Ovarian Cancer Early Detection & the Effect on Mental Wellbeing

Ovarian Cancer Early Detection & the Effect on Mental Wellbeing

Today let’s look at an important topic that affects women across the globe! Wondering what we are talking about? Well, imagine a group of troublesome cells inside a woman’s ovaries causing chaos. You are right, that’s ovarian cancer! It occurs when abnormal cells multiply uncontrollably, forming a tumour in the ovaries. And because the ovaries are so important to women’s reproductive health, cancer can have adverse consequences.

The prevalence of ovarian cancer is widespread and not exclusive to any nation. Worldwide, it ranks as the eighth most common cancer among women. In India, approximately 23,000 women are diagnosed with this every year. Let’s look at some new development in the field and how it can impact mental well-being!

Let’s Look At New Research!

Epithelial ovarian cancer, accounting for 90% of all it’s cases, is one of the most lethal forms of cancer. Shockingly, only 30% of individuals diagnosed with this type of cancer survive over five years.

The low survival rate in epithelial ovarian cancer can be attributed to the absence of noticeable symptoms in its initial stages. As a result, people tend to delay seeking medical assistance until the disease has already advanced considerably. Although a blood test called CA125 is often used for diagnosing ovarian cancer, it is not entirely dependable. This means that the CA125 test may not always accurately detect the presence of the disease. 

However, there is good news! A new test has emerged, that outperforms the CA125 test in diagnosing ovarian cancer at an earlier stage. This new test has shown high accuracy in identifying most individuals with early-stage ovarian cancer, providing hope for improved detection and treatment outcomes. Let’s get down to the specifics of it! 

How Did They Find It?

So, researchers at Peking University in China, led by Pan Wang, developed a new test for early-stage ovarian cancer. They collected uterine fluid from 219 women with different types of cancer, including early-stage ovarian cancer. 

They used special machines called mass spectrometers to find seven specific substances in the fluid that was different in women with the disease. These substances, called metabolites, could be used to tell if someone has early-stage. These metabolites, including amino acids like tyrosine and phenylalanine, could be used as indicators for diagnosing the disease. 

The test accurately identified most cases of early-stage ovarian cancer, surpassing the reliability of the commonly used CA125 test. However, further validation in a larger group of people is needed. This breakthrough brings hope for a more effective non-surgical test for detecting ovarian cancer in its early stages, which has been a challenge for over five decades. Now, we know this is a promising finding, but more research is needed to be sure. Meanwhile, let’s look at the toll that ovarian cancer can take on women’s mental health.

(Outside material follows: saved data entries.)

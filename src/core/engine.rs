use log::debug;

use crate::collision::{
    CollisionDetector, CollisionEvent, ContactModel, EventLocator, GapCrossingDetector,
    ImpulseResolver,
};
use crate::core::{CollisionTotals, EngineConfig, EngineEvent, EventQueue};
use crate::error::CollisionError;
use crate::integration::DiffEqSolver;
use crate::state::StateVector;
use crate::systems::OdeSystem;
use crate::Result;

/// The stage the engine is in while handling a macro-step
#[derive(Debug, Clone, Copy, PartialEq, Eq)]
pub enum EnginePhase {
    /// No step in progress
    Idle,

    /// Advancing the tentative state with the solver
    Stepping,

    /// Examining the step bracket for collision crossings
    Detecting,

    /// Narrowing a crossing to its collision time
    Locating,

    /// Applying restitution impulses
    Resolving,

    /// Discarding a tentative state that overshot a collision
    BackingUp,

    /// The last macro-step completed and its state was committed
    Committed,

    /// The last macro-step failed; the committed state is unchanged
    Failed,
}

/// The result of a successful macro-step
#[derive(Debug, Clone)]
pub struct AdvanceOutcome {
    /// The newly committed state
    pub state: StateVector,

    /// The statistics recorded during this call only
    pub delta: CollisionTotals,
}

/// Orchestrates continuous collision handling over a stepwise simulation.
///
/// Each macro-step advances the committed state by a requested time
/// increment: step forward, detect crossings over the bracket, back up
/// overshot steps, narrow collision times by binary search, apply
/// restitution impulses, and repeat until the target time is reached
/// collision-free. All loops are bounded by the engine configuration.
pub struct CollisionEngine<S: OdeSystem + ContactModel> {
    system: S,
    solver: Box<dyn DiffEqSolver>,
    detector: Box<dyn CollisionDetector>,
    locator: EventLocator,
    resolver: ImpulseResolver,
    config: EngineConfig,
    committed: StateVector,
    phase: EnginePhase,
    totals: CollisionTotals,
    events: EventQueue,
}

impl<S: OdeSystem + ContactModel> CollisionEngine<S> {
    /// Creates a new engine owning the given system, solver and initial
    /// state
    pub fn new(
        system: S,
        solver: Box<dyn DiffEqSolver>,
        initial_state: StateVector,
        config: EngineConfig,
    ) -> Result<Self> {
        if initial_state.dimension() != system.dimension() {
            return Err(CollisionError::InvalidParameter(format!(
                "state dimension {} does not match system dimension {}",
                initial_state.dimension(),
                system.dimension()
            )));
        }

        let locator = EventLocator::from_config(&config);
        let resolver = ImpulseResolver::from_config(&config);

        Ok(Self {
            system,
            solver,
            detector: Box::new(GapCrossingDetector::new()),
            locator,
            resolver,
            config,
            committed: initial_state,
            phase: EnginePhase::Idle,
            totals: CollisionTotals::new(),
            events: EventQueue::new(),
        })
    }

    /// Replaces the collision detector
    pub fn set_detector(&mut self, detector: Box<dyn CollisionDetector>) {
        self.detector = detector;
    }

    /// Returns the last committed state
    pub fn state(&self) -> &StateVector {
        &self.committed
    }

    /// Returns the current engine phase
    pub fn phase(&self) -> EnginePhase {
        self.phase
    }

    /// Returns the accumulated collision statistics
    pub fn totals(&self) -> &CollisionTotals {
        &self.totals
    }

    /// Returns the engine configuration
    pub fn config(&self) -> &EngineConfig {
        &self.config
    }

    /// Returns the simulated system
    pub fn system(&self) -> &S {
        &self.system
    }

    /// Returns the queue of diagnostic events
    pub fn events(&self) -> &EventQueue {
        &self.events
    }

    /// Gets the next queued diagnostic event
    pub fn next_event(&mut self) -> Option<EngineEvent> {
        self.events.pop()
    }

    /// Clears all queued diagnostic events
    pub fn clear_events(&mut self) {
        self.events.clear();
    }

    /// Resets the accumulated statistics to zero
    pub fn reset_totals(&mut self) {
        self.totals.reset();
    }

    /// Restarts the simulation from a new state, resetting statistics
    /// and queued events
    pub fn reset(&mut self, state: StateVector) -> Result<()> {
        if state.dimension() != self.system.dimension() {
            return Err(CollisionError::InvalidParameter(format!(
                "state dimension {} does not match system dimension {}",
                state.dimension(),
                self.system.dimension()
            )));
        }

        self.committed = state;
        self.phase = EnginePhase::Idle;
        self.totals.reset();
        self.events.clear();
        Ok(())
    }

    /// Advances the simulation by a time increment.
    ///
    /// On success the new state is committed and returned together with
    /// the statistics recorded during this call. On failure the
    /// previously committed state and the accumulated statistics are
    /// left untouched; the same engine can be retried with a smaller
    /// increment.
    pub fn advance(&mut self, dt: f64) -> Result<AdvanceOutcome> {
        if !dt.is_finite() || dt < 0.0 {
            return Err(CollisionError::InvalidParameter(format!(
                "time increment must be finite and non-negative, got {}",
                dt
            )));
        }

        let mut delta = CollisionTotals::new();

        // A zero increment is a no-op: nothing is stepped, nothing is
        // counted.
        if dt == 0.0 {
            self.phase = EnginePhase::Committed;
            return Ok(AdvanceOutcome {
                state: self.committed.clone(),
                delta,
            });
        }

        let target_time = self.committed.time() + dt;
        let mut current = self.committed.clone();
        let mut passes: u32 = 0;

        let outcome = 'macro_step: loop {
            if passes >= self.config.max_collision_passes {
                break Err(CollisionError::RicochetLimitExceeded { passes });
            }
            passes += 1;

            self.phase = EnginePhase::Stepping;
            let remaining = target_time - current.time();
            let tentative = self.solver.step(&self.system, &current, remaining);
            delta.add_steps(1);

            self.phase = EnginePhase::Detecting;
            let candidates = self.detector.detect(&self.system, &current, &tentative);
            if candidates.is_empty() {
                break Ok(tentative);
            }

            debug!(
                "{} crossing(s) in [{}, {}], backing up",
                candidates.len(),
                current.time(),
                tentative.time()
            );

            // The tentative state overshot at least one collision;
            // discard it and search the bracket instead.
            self.phase = EnginePhase::BackingUp;
            delta.add_backups(1);
            self.events.push(EngineEvent::Backup {
                discarded_time: tentative.time(),
            });

            self.phase = EnginePhase::Locating;
            let mut earliest: Option<CollisionEvent> = None;
            for candidate in &candidates {
                let locate_result = self.locator.locate(
                    self.solver.as_ref(),
                    &self.system,
                    &self.system,
                    &current,
                    &tentative,
                    candidate,
                );
                let (event, iterations) = match locate_result {
                    Ok(located) => located,
                    Err(error) => break 'macro_step Err(error),
                };
                delta.add_searches(iterations);

                // Ties keep the earlier candidate in pair table order
                let is_earlier = earliest
                    .as_ref()
                    .map_or(true, |best| event.time() < best.time());
                if is_earlier {
                    earliest = Some(event);
                }
            }
            let Some(event) = earliest else {
                break Ok(tentative);
            };

            self.phase = EnginePhase::Resolving;
            let (resolved, impulses) = match self.resolver.resolve(&self.system, &event) {
                Ok(resolved) => resolved,
                Err(error) => break Err(error),
            };
            delta.add_impulses(impulses);
            delta.add_collisions(1);
            self.events.push(EngineEvent::Collision {
                pair: event.pair,
                time: event.time(),
                impulses,
            });

            debug!(
                "resolved {} at t={} with {} impulse(s)",
                self.system.describe_pair(event.pair),
                event.time(),
                impulses
            );

            // Continue the macro-step from the post-impulse state; the
            // next pass re-detects over the remaining interval.
            current = resolved;
        };

        match outcome {
            Ok(state) => {
                self.committed = state;
                self.phase = EnginePhase::Committed;
                self.totals.merge(&delta);
                Ok(AdvanceOutcome {
                    state: self.committed.clone(),
                    delta,
                })
            }
            Err(error) => {
                self.phase = EnginePhase::Failed;
                Err(error)
            }
        }
    }
}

State Of Mental Health Amidst the Ovarian Cancer Battle

Cancer already is a terrifying thing. It can have a significant impact on women’s mental health. It can be emotionally difficult to deal with a cancer diagnosis and the therapies that go along with it. The journey often involves undergoing surgeries, chemotherapy, and other medical procedures, which can lead to physical discomfort and side effects. Coping with these physical challenges, along with the emotional burden of living with cancer, can bring feelings of anxiety, depression, and overall distress.

According to a study that was published in 2021, women who have ovarian cancer are substantially more likely to experience mental health problems. Their chances of depression and anxiety disorders increased by 3 times and 3.5 times, respectively, in the first two years following their diagnosis.

Sometimes, cancer treatments can lead to “chemo brain”. It refers to cognitive changes that can occur as a result of cancer treatments. The memory, cognitive processes, and attention span of an individual may be impacted by these changes. It’s not uncommon to experience difficulties in remembering things or staying focused during or after cancer treatment.

A woman’s mental health may also be impacted by the long-term repercussions of ovarian cancer, including changes in body image, concerns about fertility, and the dread of recurrence. A solid support network for women with problem should consist of loved ones, medical experts, and support groups. Taking care of mental health is crucial during the this journey.